Maserati non credo avrà grossi problemi, specie se dovesse diventare il riferimento ibrido ed elettrico del gruppo.

Jeep vende bene e continuerà a crescere, ormai è brand su cui poggia tutto il gruppo. Dev'essere ampliata la gamma a livello di powertrain e coprire tutti i segmenti di mercato dei suv.

Fiat in Europa vedrà la 500 spremuta di ogni sua versione e declinazione possibile, forse un vero e proprio brand distaccato. Magari Abarth passerà da brand a semplice versione pompata dei modelli in gamma. Panda, Punto e Tipo si estingueranno una volta a fine carriera.

Dodge, Chrysler e Lancia saranno condotte lentamente una per una al baratro, un domani magari rilevati i diritti del marchio e riesumate da altri gruppi che ci faranno una fortuna.
 
Fiat in Europa vedrà la 500 spremuta di ogni sua versione e declinazione possibile, forse un vero e proprio brand distaccato. Magari Abarth passerà da brand a semplice versione pompata dei modelli in gamma. Panda, Punto e Tipo si estingueranno una volta a fine carriera.

Fiat in Europa potrebbe continuare ad avere, dopo la Panda, anche l'erede della Panda, almeno questo è quello che viene lasciato intendere da più parti, in particolare da Quattroruote. Vedremo se sarà così o se la nuova Panda sarà venduta solo nell'area LATAM.

Per la Tipo effettivamente al momento non è prevista un'erede, ma non è detto che non si possa cambiare idea.

L'Abarth dovrebbe restare come brand, visto che conta ancora molti fans e club in tutto il mondo. Dovrebbe quindi continuare con le versioni elaborate della 500 e fino al 2022 sicuramente anche con la 124, declinata in versione spider e nella nuovissima configurazione GT (che ancora non è arrivata nelle concessionarie ed è l'ultima novità Fca in ordine di tempo, quindi ha una prospettiva quanto meno 2019-2022, poi si vedrà).

No è dato sapere che fine faranno le multispazio Qubo e Doblò e i veicoli commerciali perchè non sono contemplati nel P.I..
Infine dovrebbe restare in produzione il "Fullback".

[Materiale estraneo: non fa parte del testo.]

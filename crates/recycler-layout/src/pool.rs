//! Pool of retired views, bucketed by view type.
//!
//! Hosts implement [`Recycler`](crate::Recycler) on top of this: a recycled
//! view goes into the bucket for its type, and a request for a position first
//! tries to take a retired view of the item's type before creating one.

use crate::collections::map::HashMap;
use crate::view::{ViewHandle, ViewType};

/// Default number of retired views kept per view type.
pub const DEFAULT_MAX_SCRAP: usize = 5;

#[derive(Debug, Default)]
struct ScrapBucket {
    views: Vec<ViewHandle>,
    max_scrap: Option<usize>,
}

/// Retired views waiting to be rebound, grouped by view type.
#[derive(Debug)]
pub struct RecycledViewPool {
    buckets: HashMap<ViewType, ScrapBucket>,
    default_max_scrap: usize,
}

impl Default for RecycledViewPool {
    fn default() -> Self {
        Self::new()
    }
}

impl RecycledViewPool {
    /// Creates a pool keeping up to [`DEFAULT_MAX_SCRAP`] views per type.
    pub fn new() -> Self {
        Self::with_max_scrap(DEFAULT_MAX_SCRAP)
    }

    /// Creates a pool keeping up to `max_scrap` views per type.
    pub fn with_max_scrap(max_scrap: usize) -> Self {
        Self {
            buckets: HashMap::default(),
            default_max_scrap: max_scrap,
        }
    }

    /// Overrides the cap for one view type, dropping views above it.
    ///
    /// Returns the views that no longer fit.
    pub fn set_max_recycled_views(&mut self, view_type: ViewType, max: usize) -> Vec<ViewHandle> {
        let bucket = self.buckets.entry(view_type).or_default();
        bucket.max_scrap = Some(max);
        if bucket.views.len() > max {
            bucket.views.split_off(max)
        } else {
            Vec::new()
        }
    }

    fn max_for(&self, view_type: ViewType) -> usize {
        self.buckets
            .get(&view_type)
            .and_then(|bucket| bucket.max_scrap)
            .unwrap_or(self.default_max_scrap)
    }

    /// Stores a retired view.
    ///
    /// Returns `Some(view)` when the bucket is full and the view was not kept;
    /// the caller is then responsible for disposing of it.
    pub fn put(&mut self, view: ViewHandle, view_type: ViewType) -> Option<ViewHandle> {
        let max = self.max_for(view_type);
        let bucket = self.buckets.entry(view_type).or_default();
        if bucket.views.len() >= max {
            return Some(view);
        }
        debug_assert!(
            !bucket.views.contains(&view),
            "view {view:?} recycled twice"
        );
        bucket.views.push(view);
        None
    }

    /// Takes the most recently retired view of `view_type`, if any.
    pub fn take(&mut self, view_type: ViewType) -> Option<ViewHandle> {
        self.buckets
            .get_mut(&view_type)
            .and_then(|bucket| bucket.views.pop())
    }

    /// Number of retired views of `view_type`.
    pub fn recycled_view_count(&self, view_type: ViewType) -> usize {
        self.buckets
            .get(&view_type)
            .map_or(0, |bucket| bucket.views.len())
    }

    /// Number of retired views across all types.
    pub fn available_count(&self) -> usize {
        self.buckets.values().map(|bucket| bucket.views.len()).sum()
    }

    /// Drops every retired view, returning them for disposal.
    pub fn clear(&mut self) -> Vec<ViewHandle> {
        self.buckets
            .values_mut()
            .flat_map(|bucket| bucket.views.drain(..))
            .collect()
    }
}

#[cfg(test)]
mod tests {
    use super::*;

    #[test]
    fn test_put_then_take() {
        let mut pool = RecycledViewPool::new();

        assert_eq!(pool.put(ViewHandle(1), 0), None);
        assert_eq!(pool.put(ViewHandle(2), 0), None);
        assert_eq!(pool.available_count(), 2);

        assert_eq!(pool.take(0), Some(ViewHandle(2)));
        assert_eq!(pool.take(0), Some(ViewHandle(1)));
        assert_eq!(pool.take(0), None);
    }

    #[test]
    fn test_view_type_matching() {
        let mut pool = RecycledViewPool::new();

        pool.put(ViewHandle(1), 100);
        pool.put(ViewHandle(2), 200);

        assert_eq!(pool.take(100), Some(ViewHandle(1)));
        assert_eq!(pool.take(300), None);
        assert_eq!(pool.recycled_view_count(200), 1);
    }

    #[test]
    fn test_bucket_limit() {
        let mut pool = RecycledViewPool::with_max_scrap(2);

        let rejected: Vec<_> = (0..5)
            .filter_map(|i| pool.put(ViewHandle(i), 0))
            .collect();

        assert_eq!(pool.available_count(), 2);
        assert_eq!(rejected, vec![ViewHandle(2), ViewHandle(3), ViewHandle(4)]);
    }

    #[test]
    fn test_per_type_limit_trims_existing() {
        let mut pool = RecycledViewPool::new();
        for i in 0..4 {
            pool.put(ViewHandle(i), 7);
        }

        let dropped = pool.set_max_recycled_views(7, 1);

        assert_eq!(dropped.len(), 3);
        assert_eq!(pool.recycled_view_count(7), 1);
        assert_eq!(pool.put(ViewHandle(9), 7), Some(ViewHandle(9)));
        // other types keep the default cap
        assert_eq!(pool.put(ViewHandle(10), 8), None);
    }

    #[test]
    fn test_clear() {
        let mut pool = RecycledViewPool::new();
        pool.put(ViewHandle(1), 0);
        pool.put(ViewHandle(2), 1);

        let mut cleared = pool.clear();
        cleared.sort();

        assert_eq!(cleared, vec![ViewHandle(1), ViewHandle(2)]);
        assert_eq!(pool.available_count(), 0);
    }
}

Ma vorrei far notare che c'è stato uno "sconfinamento" della discussione appunto verso il "Piano Industriale" più che sulle vendite del mese di giugno, quindi Vi prego, se volete continuare a parlare delle prospettive produttivo-commerciali di Fca, di spostarvi sull'argomento (sempre in ZF) relativo al Piano Industriale, ancora aperto.